- Work required:
What lines in the records include the string "Serialize"? Return each one.

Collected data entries
============================================================

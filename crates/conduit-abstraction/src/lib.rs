//! Model abstraction layer for Conduit.
//!
//! This module defines the core traits and types for interacting with AI models.
//! Text generation lives on [`Model`]; image and audio prompting live on
//! [`MultimodalModel`], which only vision/audio capable providers implement.

use async_trait::async_trait;
use serde::{Deserialize, Serialize};
use std::path::Path;
use thiserror::Error;

/// Represents an error that can occur when interacting with an AI model.
#[derive(Error, Debug, Clone, PartialEq, Eq, Serialize, Deserialize)]
pub enum ModelError {
    /// An error occurred during the API request (e.g., network issues, invalid request).
    #[error("Request Error: {0}")]
    RequestError(String),

    /// The model returned an error (e.g., invalid input, rate limiting).
    #[error("Model Response Error: {0}")]
    ModelResponseError(String),

    /// An error occurred during serialization or deserialization.
    #[error("Serialization Error: {0}")]
    SerializationError(String),

    /// The model provider is not supported or configured.
    #[error("Unsupported Model Provider: {0}")]
    UnsupportedModelProvider(String),

    /// Provider quota exceeded or rate limit hit (hard stop error).
    #[error("Provider '{provider}' quota exceeded{}", message.as_ref().map(|m| format!(": {}", m)).unwrap_or_default())]
    QuotaExceeded {
        /// The provider name (e.g., "gemini").
        provider: String,
        /// Optional error message from the provider.
        #[serde(skip_serializing_if = "Option::is_none")]
        message: Option<String>,
    },

    /// A media input (image bytes, audio file) could not be used.
    #[error("Invalid media source '{media_source}': {reason}")]
    InvalidMediaSource {
        /// Path or description of the media.
        media_source: String,
        /// Why it was rejected.
        reason: String,
    },

    /// Other unexpected errors.
    #[error("Other Model Error: {0}")]
    Other(String),
}

/// Represents a message in a conversation with a chat model.
#[derive(Debug, Clone, PartialEq, Eq, Serialize, Deserialize)]
pub struct ChatMessage {
    /// The role of the message sender (e.g., "user", "assistant", "system").
    pub role: String,
    /// The content of the message.
    pub content: String,
}

impl ChatMessage {
    /// Creates a user message.
    #[must_use]
    pub fn user(content: impl Into<String>) -> Self {
        Self { role: "user".to_string(), content: content.into() }
    }

    /// Creates a system message.
    #[must_use]
    pub fn system(content: impl Into<String>) -> Self {
        Self { role: "system".to_string(), content: content.into() }
    }
}

/// Requested shape of the model output.
#[derive(Debug, Clone, PartialEq, Eq, Serialize, Deserialize)]
pub enum ResponseFormat {
    /// Free text.
    Text,
    /// A JSON document (provider enforced where supported).
    Json,
}

/// Parameters for controlling the model's generation.
#[derive(Debug, Clone, Serialize, Deserialize)]
pub struct ModelParameters {
    /// What sampling temperature to use, between 0 and 2.
    /// Higher values mean the model will take more risks.
    pub temperature: Option<f32>,

    /// An alternative to sampling with temperature, called nucleus sampling,
    /// where the model considers the results of the tokens with `top_p` probability mass.
    pub top_p: Option<f32>,

    /// The maximum number of tokens to generate in the completion.
    pub max_tokens: Option<u32>,

    /// Up to 4 sequences where the API will stop generating further tokens.
    pub stop_sequences: Option<Vec<String>>,

    /// Optional output format hint.
    pub response_format: Option<ResponseFormat>,
}

impl Default for ModelParameters {
    fn default() -> Self {
        Self {
            temperature: Some(0.7),
            top_p: Some(1.0),
            max_tokens: Some(2048),
            stop_sequences: None,
            response_format: None,
        }
    }
}

impl ModelParameters {
    /// Default parameters with JSON output requested.
    #[must_use]
    pub fn json() -> Self {
        Self { response_format: Some(ResponseFormat::Json), ..Self::default() }
    }
}

/// The response from a text generation or chat completion model.
#[derive(Debug, Clone, Serialize, Deserialize)]
pub struct ModelResponse {
    /// The generated content.
    pub content: String,

    /// Optional: The ID of the model used to generate the response.
    pub model_id: Option<String>,

    /// Optional: Usage statistics for the request.
    pub usage: Option<ModelUsage>,
}

/// Usage statistics for a model request.
#[derive(Debug, Clone, Copy, PartialEq, Eq, Serialize, Deserialize)]
pub struct ModelUsage {
    /// Number of tokens in the prompt.
    pub prompt_tokens: u32,

    /// Number of tokens in the completion.
    pub completion_tokens: u32,

    /// Total number of tokens used.
    pub total_tokens: u32,
}

/// A trait for interacting with different AI models.
///
/// All models must be `Send + Sync` to allow concurrent use across threads.
#[async_trait]
pub trait Model: Send + Sync {
    /// Generates a text completion based on the given prompt.
    ///
    /// # Arguments
    /// * `prompt` - The input prompt for text generation
    /// * `parameters` - Optional parameters to control generation
    ///
    /// # Errors
    /// Returns a `ModelError` if generation fails.
    async fn generate_text(
        &self,
        prompt: &str,
        parameters: Option<ModelParameters>,
    ) -> Result<ModelResponse, ModelError>;

    /// Generates a chat completion based on the given conversation history.
    ///
    /// # Errors
    /// Returns a `ModelError` if generation fails.
    async fn generate_chat_completion(
        &self,
        messages: &[ChatMessage],
        parameters: Option<ModelParameters>,
    ) -> Result<ModelResponse, ModelError>;

    /// Returns the ID of the model.
    fn model_id(&self) -> &str;
}

/// Models that accept images and audio alongside a text prompt.
#[async_trait]
pub trait MultimodalModel: Model {
    /// Prompts the model with an inline image.
    ///
    /// # Arguments
    /// * `image` - Raw image bytes
    /// * `mime_type` - MIME type of the image (e.g. "image/png")
    /// * `prompt` - Instruction for the model
    async fn generate_from_image(
        &self,
        image: &[u8],
        mime_type: &str,
        prompt: &str,
    ) -> Result<ModelResponse, ModelError>;

    /// Prompts the model with an audio file on disk.
    ///
    /// Providers that need an upload read the file themselves, so the caller
    /// must keep `path` alive until the future resolves.
    async fn generate_with_audio(
        &self,
        path: &Path,
        prompt: &str,
    ) -> Result<ModelResponse, ModelError>;
}

#[cfg(test)]
mod tests {
    use super::*;

    #[test]
    fn test_quota_exceeded_display() {
        let err = ModelError::QuotaExceeded {
            provider: "gemini".to_string(),
            message: Some("RESOURCE_EXHAUSTED".to_string()),
        };
        assert_eq!(err.to_string(), "Provider 'gemini' quota exceeded: RESOURCE_EXHAUSTED");

        let bare = ModelError::QuotaExceeded { provider: "gemini".to_string(), message: None };
        assert_eq!(bare.to_string(), "Provider 'gemini' quota exceeded");
    }

    #[test]
    fn test_json_parameters_keep_defaults() {
        let params = ModelParameters::json();
        assert_eq!(params.response_format, Some(ResponseFormat::Json));
        assert_eq!(params.temperature, Some(0.7));
        assert_eq!(params.max_tokens, Some(2048));
    }

    #[test]
    fn test_chat_message_constructors() {
        assert_eq!(ChatMessage::user("hi").role, "user");
        assert_eq!(ChatMessage::system("rules").role, "system");
    }
}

============================================================

- Finished exercise:
use serde::{Deserialize, Serialize};
#[derive(Error, Debug, Clone, PartialEq, Eq, Serialize, Deserialize)]
#[derive(Debug, Clone, PartialEq, Eq, Serialize, Deserialize)]
#[derive(Debug, Clone, PartialEq, Eq, Serialize, Deserialize)]
#[derive(Debug, Clone, Serialize, Deserialize)]
#[derive(Debug, Clone, Serialize, Deserialize)]
#[derive(Debug, Clone, Copy, PartialEq, Eq, Serialize, Deserialize)]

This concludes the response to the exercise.